*Task instructions*. One line at a time, check the entries below for the word "OrderService", and copy each line that has it.

*Available data*.
# # #

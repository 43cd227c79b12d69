//! Order creation and payment
//!
//! - **service**: [`OrderService`], the workflow over the storage traits
//! - **order_no**: per-process order number generator
//! - **error**: [`OrderError`] and its mapping to API errors
//!
//! # Payment
//!
//! ```text
//! begin → lock order (+items) → already paid? → decrement stock per item
//!       → mark paid → commit
//! ```
//!
//! Any failure drops the transaction uncommitted, so either every decrement
//! and the pay-mark land together or none of them do.

pub mod error;
pub mod order_no;
pub mod service;

#[cfg(test)]
mod tests;

pub use error::{OrderError, OrderResult};
pub use order_no::OrderNoGenerator;
pub use service::{DEFAULT_PAY_TIMEOUT, MAX_ITEM_QUANTITY, OrderService};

# # #

*Output for this task*.
//! - **service**: [`OrderService`], the workflow over the storage traits
pub use service::{DEFAULT_PAY_TIMEOUT, MAX_ITEM_QUANTITY, OrderService};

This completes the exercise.